The government and the ruling Liberal Democratic Party have outlined a new plan to inject public funds into ailing banks to replace the bank-recapitalization law that will be scrapped, government and LDP officials said Tuesday.
The specific contents of the outline and the timing of presenting it to the opposition camp remained unclear Tuesday night, with many key LDP officials denying contents of the plan floated by others.
According to some LDP sources the plan calls for the government to buy prescribed percentages of common shares of banks in rough proportion to the degree of depletion of each bank's capital adequacy ratio.
The government would purchase less than 50 percent of common shares of a bank whose capital adequacy ratio has dwindled to between 4 percent and 8 percent, and more than 51 percent of those with a ratio between 2 percent to 4 percent.

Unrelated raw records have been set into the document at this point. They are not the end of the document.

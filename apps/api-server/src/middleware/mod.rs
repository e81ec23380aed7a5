//! Middleware and request guards.

pub mod auth;
pub mod error;
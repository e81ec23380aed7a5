//! Application configuration loaded from environment variables.

use std::env;
use std::path::PathBuf;
use std::str::FromStr;
use std::time::Duration;

use solace_infra::database::DatabaseConfig;

/// Application configuration.
#[derive(Debug, Clone)]
pub struct AppConfig {
    pub host: String,
    pub port: u16,
    /// `None` runs on in-memory repositories.
    pub database: Option<DatabaseConfig>,
    /// Apply pending schema migrations after connecting.
    pub auto_migrate: bool,
    /// Service-account key file for the identity provider.
    pub firebase_credentials: PathBuf,
    /// Upper bound on the downstream work of a single request.
    pub request_timeout: Duration,
}

impl AppConfig {
    /// Load configuration from environment variables.
    pub fn from_env() -> Self {
        let request_timeout = Duration::from_secs(parse_or("REQUEST_TIMEOUT_SECS", 10));

        let database = env::var("DATABASE_URL").ok().map(|url| {
            let mut config = DatabaseConfig::new(url);
            config.max_connections = parse_or("DB_MAX_CONNECTIONS", config.max_connections);
            config.min_connections = parse_or("DB_MIN_CONNECTIONS", config.min_connections);
            config.acquire_timeout = request_timeout;
            config
        });

        Self {
            host: env::var("HOST").unwrap_or_else(|_| "127.0.0.1".to_string()),
            port: parse_or("PORT", 8080),
            database,
            auto_migrate: parse_or("DB_AUTO_MIGRATE", false),
            firebase_credentials: env::var("FIREBASE_CREDENTIALS")
                .map(PathBuf::from)
                .unwrap_or_else(|_| PathBuf::from("firebase_config.json")),
            request_timeout,
        }
    }
}

fn parse_or<T: FromStr>(key: &str, default: T) -> T {
    env::var(key)
        .ok()
        .and_then(|v| v.parse().ok())
        .unwrap_or(default)
}
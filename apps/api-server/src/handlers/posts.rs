//! Post creation and listing.

use actix_web::{HttpResponse, web};

use solace_core::domain::Post;
use solace_shared::dto::{CreatePostRequest, CreatePostResponse, PostResponse};

use crate::middleware::auth::Identity;
use crate::middleware::error::AppResult;
use crate::state::AppState;

/// Reader-facing view of a post. Anonymous posts never reveal their author.
fn to_response(post: Post) -> PostResponse {
    PostResponse {
        id: post.id,
        user_id: (!post.anonymous).then_some(post.user_id),
        content: post.content,
        anonymous: post.anonymous,
        created_at: post.created_at,
    }
}

/// POST /posts - behind the Auth Gate
pub async fn create_post(
    state: web::Data<AppState>,
    identity: Identity,
    body: web::Json<CreatePostRequest>,
) -> AppResult<HttpResponse> {
    let req = body.into_inner();

    // The author is whoever the token says, never the body.
    if let Some(claimed) = req.user_id.as_deref().filter(|c| *c != identity.subject) {
        tracing::warn!(
            subject = %identity.subject,
            claimed = %claimed,
            "Ignoring client-supplied author id"
        );
    }

    let post = state
        .within_deadline(
            state
                .posts
                .create_post(&identity.subject, req.content, req.anonymous),
        )
        .await?;

    Ok(HttpResponse::Created().json(CreatePostResponse {
        message: "Post created successfully".to_string(),
        id: post.id,
    }))
}

/// GET /posts
pub async fn list_posts(state: web::Data<AppState>) -> AppResult<HttpResponse> {
    let posts = state.within_deadline(state.posts.list_posts()).await?;

    let body: Vec<PostResponse> = posts.into_iter().map(to_response).collect();
    Ok(HttpResponse::Ok().json(body))
}
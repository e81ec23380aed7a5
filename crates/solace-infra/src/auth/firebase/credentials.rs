//! Google service-account credentials.

use std::fmt;
use std::path::Path;

use chrono::Utc;
use jsonwebtoken::{Algorithm, EncodingKey, Header, encode};
use serde::{Deserialize, Serialize};

use solace_core::ports::AuthError;

const DEFAULT_TOKEN_URI: &str = "https://oauth2.googleapis.com/token";

/// Assertions are valid for one hour, the maximum Google accepts.
const ASSERTION_LIFETIME_SECS: i64 = 3600;

#[derive(Deserialize)]
struct ServiceAccountFile {
    project_id: String,
    client_email: String,
    private_key: String,
    #[serde(default)]
    token_uri: Option<String>,
}

/// A parsed service-account key file.
#[derive(Clone)]
pub struct ServiceAccount {
    pub project_id: String,
    pub client_email: String,
    pub token_uri: String,
    signing_key: EncodingKey,
}

impl fmt::Debug for ServiceAccount {
    fn fmt(&self, f: &mut fmt::Formatter<'_>) -> fmt::Result {
        f.debug_struct("ServiceAccount")
            .field("project_id", &self.project_id)
            .field("client_email", &self.client_email)
            .field("token_uri", &self.token_uri)
            .finish_non_exhaustive()
    }
}

#[derive(Serialize)]
struct AssertionClaims<'a> {
    iss: &'a str,
    sub: &'a str,
    scope: &'a str,
    aud: &'a str,
    iat: i64,
    exp: i64,
}

impl ServiceAccount {
    /// Load and validate a key file. The private key is parsed up front so a
    /// broken file fails at startup rather than on the first signup.
    pub fn from_file(path: impl AsRef<Path>) -> Result<Self, AuthError> {
        let path = path.as_ref();
        let raw = std::fs::read_to_string(path).map_err(|e| {
            AuthError::Provider(format!("cannot read {}: {e}", path.display()))
        })?;
        Self::from_json(&raw)
    }

    pub fn from_json(raw: &str) -> Result<Self, AuthError> {
        let file: ServiceAccountFile = serde_json::from_str(raw)
            .map_err(|e| AuthError::Provider(format!("invalid service account: {e}")))?;
        if file.project_id.is_empty() {
            return Err(AuthError::Provider(
                "service account has no project_id".to_string(),
            ));
        }

        let signing_key = EncodingKey::from_rsa_pem(file.private_key.as_bytes())
            .map_err(|e| AuthError::Provider(format!("invalid private key: {e}")))?;

        Ok(Self {
            project_id: file.project_id,
            client_email: file.client_email,
            token_uri: file
                .token_uri
                .unwrap_or_else(|| DEFAULT_TOKEN_URI.to_string()),
            signing_key,
        })
    }

    /// Sign a JWT-bearer grant assertion for the given OAuth scopes.
    pub(crate) fn sign_assertion(&self, scope: &str) -> Result<String, AuthError> {
        let iat = Utc::now().timestamp();
        let claims = AssertionClaims {
            iss: &self.client_email,
            sub: &self.client_email,
            scope,
            aud: &self.token_uri,
            iat,
            exp: iat + ASSERTION_LIFETIME_SECS,
        };

        encode(&Header::new(Algorithm::RS256), &claims, &self.signing_key)
            .map_err(|e| AuthError::Provider(format!("cannot sign assertion: {e}")))
    }
}

#[cfg(test)]
pub(crate) mod tests {
    use super::*;
    use jsonwebtoken::{DecodingKey, Validation, decode, jwk::JwkSet};

    pub(crate) const SIGNING_KEY_PEM: &str = include_str!("testdata/signing_key.pem");
    pub(crate) const OTHER_KEY_PEM: &str = include_str!("testdata/other_key.pem");
    pub(crate) const JWKS_JSON: &str = include_str!("testdata/jwks.json");

    pub(crate) fn service_account_json() -> String {
        serde_json::json!({
            "type": "service_account",
            "project_id": "solace-test",
            "client_email": "svc@solace-test.iam.gserviceaccount.com",
            "private_key": SIGNING_KEY_PEM,
        })
        .to_string()
    }

    #[test]
    fn test_parses_key_file_and_defaults_token_uri() {
        let account = ServiceAccount::from_json(&service_account_json()).unwrap();

        assert_eq!(account.project_id, "solace-test");
        assert_eq!(account.token_uri, DEFAULT_TOKEN_URI);
    }

    #[test]
    fn test_rejects_bad_private_key() {
        let raw = serde_json::json!({
            "project_id": "solace-test",
            "client_email": "svc@solace-test.iam.gserviceaccount.com",
            "private_key": "not a key",
        })
        .to_string();

        assert!(matches!(
            ServiceAccount::from_json(&raw),
            Err(AuthError::Provider(_))
        ));
    }

    #[test]
    fn test_debug_hides_private_key() {
        let account = ServiceAccount::from_json(&service_account_json()).unwrap();

        assert!(!format!("{account:?}").contains("PRIVATE KEY"));
    }

    #[test]
    fn test_assertion_is_signed_by_account_key() {
        let account = ServiceAccount::from_json(&service_account_json()).unwrap();
        let jwks: JwkSet = serde_json::from_str(JWKS_JSON).unwrap();
        let key = DecodingKey::from_jwk(&jwks.keys[0]).unwrap();

        let assertion = account.sign_assertion("scope-a").unwrap();

        let mut validation = Validation::new(Algorithm::RS256);
        validation.set_audience(&[DEFAULT_TOKEN_URI]);
        let data = decode::<serde_json::Value>(&assertion, &key, &validation).unwrap();
        assert_eq!(data.claims["scope"], "scope-a");
        assert_eq!(data.claims["iss"], "svc@solace-test.iam.gserviceaccount.com");
    }
}
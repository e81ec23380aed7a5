//! Tracing subscriber setup.

use tracing_subscriber::{EnvFilter, layer::SubscriberExt, util::SubscriberInitExt};

const DEFAULT_FILTER: &str = "info,api_server=debug,solace_core=debug,solace_infra=debug";

/// Telemetry configuration.
#[derive(Debug, Clone, Default)]
pub struct TelemetryConfig {
    /// Enable JSON logging (for production).
    pub json_logs: bool,
}

impl TelemetryConfig {
    pub fn from_env() -> Self {
        Self {
            json_logs: std::env::var("LOG_FORMAT")
                .map(|v| v.eq_ignore_ascii_case("json"))
                .unwrap_or(false),
        }
    }
}

/// Install the global subscriber. `RUST_LOG` overrides the default filter.
pub fn init_telemetry(config: &TelemetryConfig) {
    let env_filter =
        EnvFilter::try_from_default_env().unwrap_or_else(|_| EnvFilter::new(DEFAULT_FILTER));

    if config.json_logs {
        tracing_subscriber::registry()
            .with(env_filter)
            .with(tracing_subscriber::fmt::layer().json())
            .init();
    } else {
        tracing_subscriber::registry()
            .with(env_filter)
            .with(tracing_subscriber::fmt::layer().pretty())
            .init();
    }

    tracing::info!(json_logs = config.json_logs, "Telemetry initialized");
}
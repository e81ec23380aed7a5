use std::collections::HashMap;

use async_trait::async_trait;
use tokio::sync::RwLock;

use solace_core::domain::{NewPost, NewUser, Post, User, mask_email};
use solace_core::error::RepoError;
use solace_core::ports::{PostRepository, UserRepository};

#[derive(Default)]
struct UserTable {
    rows: Vec<User>,
    by_email: HashMap<String, usize>,
}

/// In-memory user repository.
///
/// The uniqueness check and the insert happen under one write lock, which
/// gives the same guarantee as a unique index.
/// Note: Data is lost on process restart.
#[derive(Default)]
pub struct InMemoryUserRepository {
    table: RwLock<UserTable>,
}

impl InMemoryUserRepository {
    pub fn new() -> Self {
        Self::default()
    }

    pub async fn len(&self) -> usize {
        self.table.read().await.rows.len()
    }

    pub async fn is_empty(&self) -> bool {
        self.len().await == 0
    }
}

#[async_trait]
impl UserRepository for InMemoryUserRepository {
    async fn insert(&self, user: NewUser) -> Result<User, RepoError> {
        let mut table = self.table.write().await;
        if table.by_email.contains_key(&user.email) {
            return Err(RepoError::Duplicate(format!(
                "email {}",
                mask_email(&user.email)
            )));
        }

        let index = table.rows.len();
        let user = user.into_user(index as i64 + 1);
        table.by_email.insert(user.email.clone(), index);
        table.rows.push(user.clone());

        Ok(user)
    }

    async fn find_by_email(&self, email: &str) -> Result<Option<User>, RepoError> {
        let table = self.table.read().await;
        Ok(table
            .by_email
            .get(email)
            .map(|&index| table.rows[index].clone()))
    }
}

/// In-memory, append-only post repository.
#[derive(Default)]
pub struct InMemoryPostRepository {
    rows: RwLock<Vec<Post>>,
}

impl InMemoryPostRepository {
    pub fn new() -> Self {
        Self::default()
    }

    pub async fn len(&self) -> usize {
        self.rows.read().await.len()
    }

    pub async fn is_empty(&self) -> bool {
        self.len().await == 0
    }
}

#[async_trait]
impl PostRepository for InMemoryPostRepository {
    async fn insert(&self, post: NewPost) -> Result<Post, RepoError> {
        let mut rows = self.rows.write().await;
        let post = post.into_post(rows.len() as i64 + 1);
        rows.push(post.clone());
        Ok(post)
    }

    async fn list_all(&self) -> Result<Vec<Post>, RepoError> {
        Ok(self.rows.read().await.clone())
    }
}

#[cfg(test)]
mod tests {
    use std::sync::Arc;

    use super::*;
    use solace_core::error::DomainError;
    use solace_core::ports::{AuthError, PasswordService};
    use solace_core::services::{Registration, UserService};

    struct PlainPasswords;

    impl PasswordService for PlainPasswords {
        fn hash(&self, password: &str) -> Result<String, AuthError> {
            Ok(format!("hashed:{password}"))
        }

        fn verify(&self, password: &str, hash: &str) -> Result<bool, AuthError> {
            Ok(hash == format!("hashed:{password}"))
        }
    }

    #[tokio::test]
    async fn test_duplicate_insert_is_rejected() {
        let repo = InMemoryUserRepository::new();
        let user = NewUser::new("a@b.com".into(), "a".into(), "h".into());

        repo.insert(user.clone()).await.unwrap();
        let err = repo.insert(user).await.unwrap_err();

        assert!(matches!(err, RepoError::Duplicate(_)));
        assert_eq!(repo.len().await, 1);
    }

    #[tokio::test]
    async fn test_find_by_email_is_exact() {
        let repo = InMemoryUserRepository::new();
        repo.insert(NewUser::new("a@b.com".into(), "a".into(), "h".into()))
            .await
            .unwrap();

        assert!(repo.find_by_email("a@b.com").await.unwrap().is_some());
        assert!(repo.find_by_email("A@B.COM").await.unwrap().is_none());
    }

    #[tokio::test(flavor = "multi_thread", worker_threads = 4)]
    async fn test_concurrent_registrations_of_one_email() {
        let repo = Arc::new(InMemoryUserRepository::new());
        let service = UserService::new(repo.clone(), Arc::new(PlainPasswords));

        let handles: Vec<_> = (0..32)
            .map(|i| {
                let service = service.clone();
                tokio::spawn(async move {
                    service
                        .register(Registration {
                            email: "same@b.com".to_string(),
                            username: format!("user{i}"),
                            password: "p".to_string(),
                        })
                        .await
                })
            })
            .collect();

        let mut successes = 0;
        let mut conflicts = 0;
        for result in futures::future::join_all(handles).await {
            match result.unwrap() {
                Ok(_) => successes += 1,
                Err(DomainError::Conflict(_)) => conflicts += 1,
                Err(other) => panic!("unexpected error: {other}"),
            }
        }

        assert_eq!(successes, 1);
        assert_eq!(conflicts, 31);
        assert_eq!(repo.len().await, 1);
    }

    #[tokio::test]
    async fn test_posts_keep_insertion_order() {
        let repo = InMemoryPostRepository::new();
        for content in ["one", "two"] {
            repo.insert(NewPost::new("uid".into(), content.into(), false))
                .await
                .unwrap();
        }

        let posts = repo.list_all().await.unwrap();

        assert_eq!(posts.iter().map(|p| p.id).collect::<Vec<_>>(), vec![1, 2]);
        assert_eq!(posts[0].content, "one");
    }
}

If the ratio plunges below 2 percent, the state would be obliged to buy all common shares of the bank, thereby, putting it under special public administration.
Banks with their capital ratio at 8 percent or more are considered to be sound enough to operate internationally according to the international guidelines set by the Bank for International Settlements.
In exchange for capital injection, the government would discipline top management and shareholders of recipient banks, such as forcing managers out, mandating greater disclosure and using shareholder's equity to dispose of a part of a bad loan.
Speaking to reporters in the late afternoon, however, Yukihiko Ikeda, LDP's policy affairs chief, flatly denied the plan outlined above, saying that the idea under consideration is quite different.